= Beginning of Section =
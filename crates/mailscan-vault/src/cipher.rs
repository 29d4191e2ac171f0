//! Credential encryption using ChaCha20-Poly1305 AEAD.
//!
//! Provides encryption and decryption of credential strings (OAuth refresh
//! tokens) with a process-wide 256-bit key.
//!
//! # Security Properties
//!
//! - **Confidentiality**: `ChaCha20` stream cipher
//! - **Authenticity**: `Poly1305` MAC, verified before any plaintext is
//!   returned; decryption fails closed
//! - **Nonce**: 96-bit random nonce per encryption
//! - **Key**: 256-bit process secret, zeroized on drop

use crate::error::{Result, VaultError};
use base64::engine::general_purpose::STANDARD as BASE64;
use base64::Engine as _;
use chacha20poly1305::{
    aead::{Aead, AeadCore, KeyInit, OsRng},
    ChaCha20Poly1305, Nonce,
};
use zeroize::Zeroizing;

/// Length of the encryption key in bytes (256 bits).
pub const KEY_LENGTH: usize = 32;

/// Length of the nonce in bytes (96 bits for ChaCha20-Poly1305).
pub const NONCE_LENGTH: usize = 12;

/// Length of the Poly1305 authentication tag in bytes.
pub const TAG_LENGTH: usize = 16;

/// AEAD cipher for credential strings.
///
/// Construction validates the key size up front; a misconfigured key is a
/// startup failure, never a silent downgrade.
pub struct TokenCipher {
    key: Zeroizing<[u8; KEY_LENGTH]>,
}

impl TokenCipher {
    /// Create a cipher from raw 32-byte key material.
    #[must_use]
    pub fn new(key: [u8; KEY_LENGTH]) -> Self {
        Self {
            key: Zeroizing::new(key),
        }
    }

    /// Create a cipher from a base64-encoded key.
    ///
    /// # Errors
    /// Returns `VaultError::KeyEncoding` for invalid base64 and
    /// `VaultError::InvalidKey` when the decoded key is not 32 bytes.
    pub fn from_base64(encoded: &str) -> Result<Self> {
        let raw = BASE64
            .decode(encoded.trim())
            .map_err(|e| VaultError::KeyEncoding(e.to_string()))?;
        let raw = Zeroizing::new(raw);

        let key: [u8; KEY_LENGTH] =
            raw.as_slice()
                .try_into()
                .map_err(|_| VaultError::InvalidKey {
                    expected: KEY_LENGTH,
                    actual: raw.len(),
                })?;

        Ok(Self::new(key))
    }

    /// Encrypt a credential string.
    ///
    /// Returns the persisted form: `base64(nonce || tag || ciphertext)`.
    ///
    /// # Errors
    /// Returns `VaultError::Encryption` if the AEAD operation fails.
    pub fn encrypt(&self, plaintext: &str) -> Result<String> {
        let cipher = ChaCha20Poly1305::new((&*self.key).into());
        let nonce = ChaCha20Poly1305::generate_nonce(&mut OsRng);

        // The aead crate returns ciphertext || tag; storage wants the tag
        // between the nonce and the ciphertext.
        let sealed = cipher
            .encrypt(&nonce, plaintext.as_bytes())
            .map_err(|e| VaultError::Encryption(e.to_string()))?;
        let (ciphertext, tag) = sealed.split_at(sealed.len() - TAG_LENGTH);

        let mut out = Vec::with_capacity(NONCE_LENGTH + sealed.len());
        out.extend_from_slice(nonce.as_slice());
        out.extend_from_slice(tag);
        out.extend_from_slice(ciphertext);

        Ok(BASE64.encode(out))
    }

    /// Decrypt a stored credential string.
    ///
    /// # Errors
    /// Returns `VaultError::Decryption` when the payload is malformed, the
    /// key is wrong, or any byte of nonce/tag/ciphertext was altered.
    pub fn decrypt(&self, stored: &str) -> Result<String> {
        let raw = BASE64
            .decode(stored)
            .map_err(|e| VaultError::Decryption(format!("invalid base64: {e}")))?;

        if raw.len() < NONCE_LENGTH + TAG_LENGTH {
            return Err(VaultError::Decryption(format!(
                "payload too short: {} bytes",
                raw.len()
            )));
        }

        let (nonce, rest) = raw.split_at(NONCE_LENGTH);
        let (tag, ciphertext) = rest.split_at(TAG_LENGTH);

        let mut sealed = Vec::with_capacity(ciphertext.len() + TAG_LENGTH);
        sealed.extend_from_slice(ciphertext);
        sealed.extend_from_slice(tag);

        let cipher = ChaCha20Poly1305::new((&*self.key).into());
        let plaintext = cipher
            .decrypt(Nonce::from_slice(nonce), sealed.as_ref())
            .map_err(|_| VaultError::Decryption("authentication failed".to_string()))?;

        String::from_utf8(plaintext)
            .map_err(|e| VaultError::Decryption(format!("invalid utf-8: {e}")))
    }
}

#[cfg(test)]
mod tests {
    use super::*;

    fn test_cipher() -> TokenCipher {
        TokenCipher::new([0x42; KEY_LENGTH])
    }

    #[test]
    fn test_encrypt_decrypt_round_trip() {
        let cipher = test_cipher();
        let token = "1//0gRefreshTokenMaterial-abc123";

        let stored = cipher.encrypt(token).expect("encrypt");
        let decrypted = cipher.decrypt(&stored).expect("decrypt");

        assert_eq!(decrypted, token);
    }

    #[test]
    fn test_empty_and_unicode_plaintexts() {
        let cipher = test_cipher();
        for token in ["", "Hello 世界 🌍"] {
            let stored = cipher.encrypt(token).expect("encrypt");
            assert_eq!(cipher.decrypt(&stored).expect("decrypt"), token);
        }
    }

    #[test]
    fn test_fresh_nonce_per_encryption() {
        let cipher = test_cipher();
        let a = cipher.encrypt("same-token").expect("encrypt a");
        let b = cipher.encrypt("same-token").expect("encrypt b");
        assert_ne!(a, b);
        assert_eq!(cipher.decrypt(&a).expect("decrypt a"), "same-token");
        assert_eq!(cipher.decrypt(&b).expect("decrypt b"), "same-token");
    }

    #[test]
    fn test_wrong_key_fails_closed() {
        let stored = test_cipher().encrypt("secret").expect("encrypt");
        let other = TokenCipher::new([0x43; KEY_LENGTH]);

        let result = other.decrypt(&stored);
        assert!(matches!(result, Err(VaultError::Decryption(_))));
    }

    #[test]
    fn test_any_corrupted_byte_fails_closed() {
        let cipher = test_cipher();
        let stored = cipher.encrypt("secret").expect("encrypt");
        let raw = BASE64.decode(&stored).expect("decode");

        // Flip one byte in the nonce, the tag, and the ciphertext regions.
        for index in [0, NONCE_LENGTH, raw.len() - 1] {
            let mut tampered = raw.clone();
            tampered[index] ^= 0xFF;
            let result = cipher.decrypt(&BASE64.encode(&tampered));
            assert!(
                matches!(result, Err(VaultError::Decryption(_))),
                "byte {index} corruption must not decrypt"
            );
        }
    }

    #[test]
    fn test_malformed_payloads_rejected() {
        let cipher = test_cipher();
        assert!(matches!(
            cipher.decrypt("not base64 at all!!"),
            Err(VaultError::Decryption(_))
        ));
        // Valid base64 but shorter than nonce + tag.
        assert!(matches!(
            cipher.decrypt(&BASE64.encode([0u8; 10])),
            Err(VaultError::Decryption(_))
        ));
    }

    #[test]
    fn test_key_sizing_is_enforced() {
        let short = BASE64.encode([0u8; 16]);
        assert!(matches!(
            TokenCipher::from_base64(&short),
            Err(VaultError::InvalidKey {
                expected: KEY_LENGTH,
                actual: 16
            })
        ));

        assert!(matches!(
            TokenCipher::from_base64("!!not-base64!!"),
            Err(VaultError::KeyEncoding(_))
        ));

        let good = BASE64.encode([7u8; KEY_LENGTH]);
        assert!(TokenCipher::from_base64(&good).is_ok());
    }
}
= End of Section =
* [Required action] For the material above, reproduce exactly the lines from the line with "any plaintext is" to the line with "#[must_use]", inclusive, and exclude all others.

* [Response for this exercise]
//! - **Authenticity**: `Poly1305` MAC, verified before any plaintext is
//!   returned; decryption fails closed
//! - **Nonce**: 96-bit random nonce per encryption
//! - **Key**: 256-bit process secret, zeroized on drop

use crate::error::{Result, VaultError};
use base64::engine::general_purpose::STANDARD as BASE64;
use base64::Engine as _;
use chacha20poly1305::{
    aead::{Aead, AeadCore, KeyInit, OsRng},
    ChaCha20Poly1305, Nonce,
};
use zeroize::Zeroizing;

/// Length of the encryption key in bytes (256 bits).
pub const KEY_LENGTH: usize = 32;

/// Length of the nonce in bytes (96 bits for ChaCha20-Poly1305).
pub const NONCE_LENGTH: usize = 12;

/// Length of the Poly1305 authentication tag in bytes.
pub const TAG_LENGTH: usize = 16;

/// AEAD cipher for credential strings.
///
/// Construction validates the key size up front; a misconfigured key is a
/// startup failure, never a silent downgrade.
pub struct TokenCipher {
    key: Zeroizing<[u8; KEY_LENGTH]>,
}

impl TokenCipher {
    /// Create a cipher from raw 32-byte key material.
    #[must_use]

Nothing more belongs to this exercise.